À la tête de la maison depuis plus de 30 ans qu’elle a su transformer en empire du luxe, la créatrice insuffle à ses collections des révolutions discrètes, parlant de féminisme sans brandir de slogan, changeant les codes de la mode féminine de manière subtile, dérangeant le conformisme sans choquer. Cette façon d’aborder ses créations correspond parfaitement à son personnage, une femme qui bouleverse le monde de la mode en évitant avec grâce cette nouvelle tendance au choc, optant au contraire pour un engagement subtile dans les débats actuels. Mais Prada est aussi une marque à la tendance résolument jeune et arty qui n’en perd pas pour autant son élégance et son chic élitiste. Si les coupes de ses créations sont souvent simples, la créatrice aime se jouer des couleurs et des motifs, n’hésitant pas à les mélanger, à opposer les imprimés aux coloris flashy. Tout semble les séparer, et pourtant les deux créateurs amènent à leur manière une mode intellectuelle, inspirés par des mouvements peu connus du grand public (la scène anversoise des années 80, le féminisme italien des années 70) qui devrait aboutir à des collections aussi flamboyantes qu’intellectuelles.

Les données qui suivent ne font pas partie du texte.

//! Export command - write a show's curation order.

use std::fs::File;
use std::io::{self, Write};
use std::path::PathBuf;

use colored::Colorize;
use gallery::{Artwork, Show};
use serde::Serialize;

use super::{CommandResult, Context};
use crate::cli::OutputFormat;

/// One exported row.
#[derive(Debug, Serialize)]
struct OrderRow {
    position: usize,
    artwork_id: String,
    artist_id: String,
    title: String,
    location_id: String,
    status: String,
}

pub fn run(ctx: &Context, show_id: &str, output: Option<PathBuf>, format: OutputFormat) -> CommandResult {
    let store = ctx.load_store()?;
    let show: Show = store
        .entity(show_id)?
        .ok_or_else(|| format!("Show not found: {}", show_id))?;

    let mut rows = Vec::with_capacity(show.artwork_order.len());
    for (index, artwork_id) in show.artwork_order.iter().enumerate() {
        let artwork: Option<Artwork> = store.entity(artwork_id)?;
        let row = match artwork {
            Some(artwork) => OrderRow {
                position: index + 1,
                artwork_id: artwork.id.clone(),
                artist_id: artwork.artist_id.clone(),
                title: artwork.title.clone().unwrap_or_default(),
                location_id: artwork.location_id().unwrap_or_default().to_string(),
                status: artwork.show_status().as_str().to_string(),
            },
            None => {
                eprintln!(
                    "{} order entry '{}' has no artwork document",
                    "Warning:".yellow().bold(),
                    artwork_id
                );
                OrderRow {
                    position: index + 1,
                    artwork_id: artwork_id.to_string(),
                    artist_id: String::new(),
                    title: String::new(),
                    location_id: String::new(),
                    status: "missing".to_string(),
                }
            }
        };
        rows.push(row);
    }

    let writer: Box<dyn Write> = match &output {
        Some(path) => Box::new(File::create(path).map_err(|e| {
            format!("Failed to create output file '{}': {}", path.display(), e)
        })?),
        None => Box::new(io::stdout()),
    };

    match format {
        OutputFormat::Json => {
            let mut writer = writer;
            serde_json::to_writer_pretty(&mut writer, &rows)?;
            writeln!(writer)?;
        }
        OutputFormat::Csv | OutputFormat::Tsv => {
            let delimiter = if matches!(format, OutputFormat::Tsv) { b'\t' } else { b',' };
            let mut csv_writer = csv::WriterBuilder::new()
                .delimiter(delimiter)
                .from_writer(writer);
            for row in &rows {
                csv_writer.serialize(row)?;
            }
            csv_writer.flush()?;
        }
    }

    if let Some(path) = output {
        println!(
            "{} {} entries of {} to {}",
            "Exported".green().bold(),
            rows.len(),
            show_id.white().bold(),
            path.display().to_string().cyan()
        );
    }

    Ok(())
}
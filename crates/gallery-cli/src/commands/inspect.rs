//! Show command - print one document.

use colored::Colorize;
use gallery::{Artist, Artwork, Collection, Location, Show};

use super::{CommandResult, Context};
use crate::commands::assign::placement;

pub fn run(ctx: &Context, collection: Collection, id: &str, json: bool) -> CommandResult {
    let store = ctx.load_store()?;

    if json {
        let doc = gallery::DocumentStore::get(store.as_ref(), collection, id)?
            .ok_or_else(|| format!("{} document '{}' not found", collection, id))?;
        println!("{}", serde_json::to_string_pretty(&doc)?);
        return Ok(());
    }

    let missing = || format!("{} document '{}' not found", collection, id);
    match collection {
        Collection::Artworks => {
            let artwork: Artwork = store.entity(id)?.ok_or_else(missing)?;
            println!("{} {} {}", "Artwork".cyan().bold(), artwork.id.white().bold(), placement(&artwork));
            println!("  Artist: {}", artwork.artist_id);
            if let Some(title) = &artwork.title {
                println!("  Title:  {}", title);
            }
            print_list("Been in shows", artwork.been_in_shows.iter());
        }
        Collection::Shows => {
            let show: Show = store.entity(id)?.ok_or_else(missing)?;
            println!("{} {} ({})", "Show".cyan().bold(), show.id.white().bold(), show.status);
            print_list("Artists", show.artist_ids.iter());
            print_list("Artworks", show.artwork_ids.iter());
            print_list("Order", show.artwork_order.iter());
            let orphaned = show.orphaned_order_entries();
            if !orphaned.is_empty() {
                println!("  {} {}", "Not in show:".yellow().bold(), orphaned.join(", "));
            }
        }
        Collection::Locations => {
            let location: Location = store.entity(id)?.ok_or_else(missing)?;
            println!("{} {}", "Location".cyan().bold(), location.id.white().bold());
            print_list("Artists", location.artist_ids.iter());
            print_list("Artworks", location.artwork_ids.iter());
        }
        Collection::Artists => {
            let artist: Artist = store.entity(id)?.ok_or_else(missing)?;
            println!("{} {} ({})", "Artist".cyan().bold(), artist.id.white().bold(), artist.status);
            if let Some(show) = &artist.artshow_id {
                println!("  Show: {}", show);
            }
            print_list("Artworks", artist.artworks.iter());
        }
    }

    Ok(())
}

fn print_list<'a>(label: &str, ids: impl Iterator<Item = &'a str>) {
    let ids: Vec<&str> = ids.collect();
    if ids.is_empty() {
        println!("  {}: {}", label, "-".dimmed());
    } else {
        println!("  {}: {}", label, ids.join(", "));
    }
}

L’avenir de la mode selon Prada et Simons
Dans une période où la mode est sans cesse remise en question, et se doit de se réinventer, cette union apporte un vent de fraicheur rempli de promesses. Les deux créateurs s’attirant par leur ressemblance de caractère se rejoignent également sur la philosophie avec laquelle ils approchent l’avenir de la mode. À une époque où le business l’emporte tristement sur la création, Prada et Simons déclaraient lors de la conférence leur profond désir de replacer celle-ci sur le devant de la scène : « nos échanges concernaient le système de la mode qui s’oriente toujours plus vers le business, et une industrie du luxe qui exclut de plus en plus la créativité ».